The aircraft was en route from Darwin to Brisbane, having already completed scheduled stops in Daly Waters and Cloncurry.

It's believed the aircraft encountered a violent electrical storm south of Rolleston which caused it disintegrate and crash on Rewan Station.  The wreckage was discovered on 18 November 1943.

The bodies recovered from the wreckage were initially taken to Springsure before being transported to Rockhampton.
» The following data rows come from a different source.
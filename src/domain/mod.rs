pub mod error;
pub mod paths;
pub mod settings;
pub mod statusline_config;
pub mod system_info;

pub use error::AppError;
pub use paths::StatuslinePaths;
pub use settings::{STATUS_LINE_KEY, StatusLineCommand};
pub use statusline_config::{ColorScheme, Feature, StatusColors, StatuslineConfig};
pub use system_info::{SystemInfo, Tool};
use super::{print_banner, print_list};
use crate::app::api::{self, UninstallOptions, UninstallOutcome};
use crate::domain::AppError;

pub fn run_uninstall(keep_backup: bool) -> Result<(), AppError> {
    println!();
    println!("🗑️  Claude Code Status Line Uninstaller");
    println!();

    let UninstallOutcome::Completed(report) = api::uninstall(UninstallOptions { keep_backup })?
    else {
        return Ok(());
    };

    if report.removed > 0 {
        print_banner("✅ Uninstallation Complete!");
        println!("Removed {} items", report.removed);
    } else {
        print_banner("⚠️  Nothing to uninstall");
        println!("Status line was not found or already removed");
    }
    println!();

    print_list(
        "📝 Next steps:",
        &[
            "Restart Claude Code to see changes",
            "Dependencies (jq, ccusage) are still installed",
            "Run `claude-status install` to reinstall if needed",
        ],
    );
    Ok(())
}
The bodies of the Americans were then taken to Ipswich where they were buried, before being returned to the United States.  The bodies of the Australians were buried in the Rockhampton War Cemetery at the North Rockhampton Cemetery on 25 November 1943.

A memorial, which consists of the aircraft's engines, wings and undercarriage, was erected near the crash site in 2004.  It was dedicated at a special ceremony on 26 April 2004.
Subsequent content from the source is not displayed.